START Record extracts

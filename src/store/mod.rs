//! Spreadsheet-backed client store
//!
//! The store keeps every client in one worksheet of an xlsx workbook (or a
//! CSV file): a header row followed by one row per client, columns strictly
//! positional.
//!
//! # Design Principles
//!
//! - No cache: every operation re-reads the whole file
//! - Create and update touch one row in place, then save the whole sheet
//! - Delete rebuilds the sheet from the remaining records
//! - Saves go through a per-save temp file and rename, so a failed save
//!   never leaves a partial file behind
//! - Other worksheets of the workbook are carried through every save
//! - Key uniqueness is checked here by linear scan; the file itself does
//!   not enforce it

mod client_store;
mod codec;
mod config;
mod errors;
mod sheet;

pub use client_store::ClientStore;
pub use codec::SheetFormat;
pub use config::StoreConfig;
pub use errors::{StoreError, StoreResult};
pub use sheet::{Sheet, HEADER};
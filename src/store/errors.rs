//! # Store Errors

use thiserror::Error;

/// Result type for store operations
pub type StoreResult<T> = Result<T, StoreError>;

/// Client store errors.
///
/// The three kinds stay distinct so the boundary can map each one to its
/// own status.
#[derive(Debug, Clone, PartialEq, Eq, Error)]
pub enum StoreError {
    /// The sheet file could not be read, parsed or written
    #[error("Storage error: {0}")]
    Storage(String),

    /// No client has the requested key
    #[error("Client not found: {0}")]
    NotFound(String),

    /// Another client already holds the key
    #[error("Client already exists: {0}")]
    Conflict(String),
}

impl StoreError {
    /// Storage failure with context about what was being done
    pub fn storage(context: impl std::fmt::Display, cause: impl std::fmt::Display) -> Self {
        StoreError::Storage(format!("{}: {}", context, cause))
    }

    /// Get HTTP status code
    pub fn status_code(&self) -> u16 {
        match self {
            StoreError::Storage(_) => 500,
            StoreError::NotFound(_) => 404,
            StoreError::Conflict(_) => 409,
        }
    }
}
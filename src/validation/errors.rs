//! Validation error type

use thiserror::Error;

use crate::model::ErrorRecord;

/// A client failed one or more field rules.
///
/// Carries the full per-field list rather than a single message so the
/// boundary can return it as structured data.
#[derive(Debug, Clone, PartialEq, Eq, Error)]
#[error("validation failed: {}", summary(.errors))]
pub struct ValidationError {
    pub errors: Vec<ErrorRecord>,
}

impl ValidationError {
    pub fn new(errors: Vec<ErrorRecord>) -> Self {
        Self { errors }
    }

    /// Names of the fields that failed, in validation order
    pub fn fields(&self) -> Vec<&str> {
        self.errors.iter().map(|e| e.field.as_str()).collect()
    }
}

fn summary(errors: &[ErrorRecord]) -> String {
    errors
        .iter()
        .map(|e| format!("{}: {}", e.field, e.message))
        .collect::<Vec<_>>()
        .join("; ")
}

END Record extracts

» Requirement: Transcribe each line of the listing above precisely as it appears.

» Task response:
filename src/store/mod.rs
//! Spreadsheet-backed client store
//!
//! The store keeps every client in one worksheet of an xlsx workbook (or a
//! CSV file): a header row followed by one row per client, columns strictly
//! positional.
//!
//! # Design Principles
//!
//! - No cache: every operation re-reads the whole file
//! - Create and update touch one row in place, then save the whole sheet
//! - Delete rebuilds the sheet from the remaining records
//! - Saves go through a per-save temp file and rename, so a failed save
//!   never leaves a partial file behind
//! - Other worksheets of the workbook are carried through every save
//! - Key uniqueness is checked here by linear scan; the file itself does
//!   not enforce it

mod client_store;
mod codec;
mod config;
mod errors;
mod sheet;

pub use client_store::ClientStore;
pub use codec::SheetFormat;
pub use config::StoreConfig;
pub use errors::{StoreError, StoreResult};
pub use sheet::{Sheet, HEADER};
filename src/store/errors.rs
//! # Store Errors

use thiserror::Error;

/// Result type for store operations
pub type StoreResult<T> = Result<T, StoreError>;

/// Client store errors.
///
/// The three kinds stay distinct so the boundary can map each one to its
/// own status.
#[derive(Debug, Clone, PartialEq, Eq, Error)]
pub enum StoreError {
    /// The sheet file could not be read, parsed or written
    #[error("Storage error: {0}")]
    Storage(String),

    /// No client has the requested key
    #[error("Client not found: {0}")]
    NotFound(String),

    /// Another client already holds the key
    #[error("Client already exists: {0}")]
    Conflict(String),
}

impl StoreError {
    /// Storage failure with context about what was being done
    pub fn storage(context: impl std::fmt::Display, cause: impl std::fmt::Display) -> Self {
        StoreError::Storage(format!("{}: {}", context, cause))
    }

    /// Get HTTP status code
    pub fn status_code(&self) -> u16 {
        match self {
            StoreError::Storage(_) => 500,
            StoreError::NotFound(_) => 404,
            StoreError::Conflict(_) => 409,
        }
    }
}
filename src/validation/errors.rs
//! Validation error type

use thiserror::Error;

use crate::model::ErrorRecord;

/// A client failed one or more field rules.
///
/// Carries the full per-field list rather than a single message so the
/// boundary can return it as structured data.
#[derive(Debug, Clone, PartialEq, Eq, Error)]
#[error("validation failed: {}", summary(.errors))]
pub struct ValidationError {
    pub errors: Vec<ErrorRecord>,
}

impl ValidationError {
    pub fn new(errors: Vec<ErrorRecord>) -> Self {
        Self { errors }
    }

    /// Names of the fields that failed, in validation order
    pub fn fields(&self) -> Vec<&str> {
        self.errors.iter().map(|e| e.field.as_str()).collect()
    }
}

fn summary(errors: &[ErrorRecord]) -> String {
    errors
        .iter()
        .map(|e| format!("{}: {}", e.field, e.message))
        .collect::<Vec<_>>()
        .join("; ")
}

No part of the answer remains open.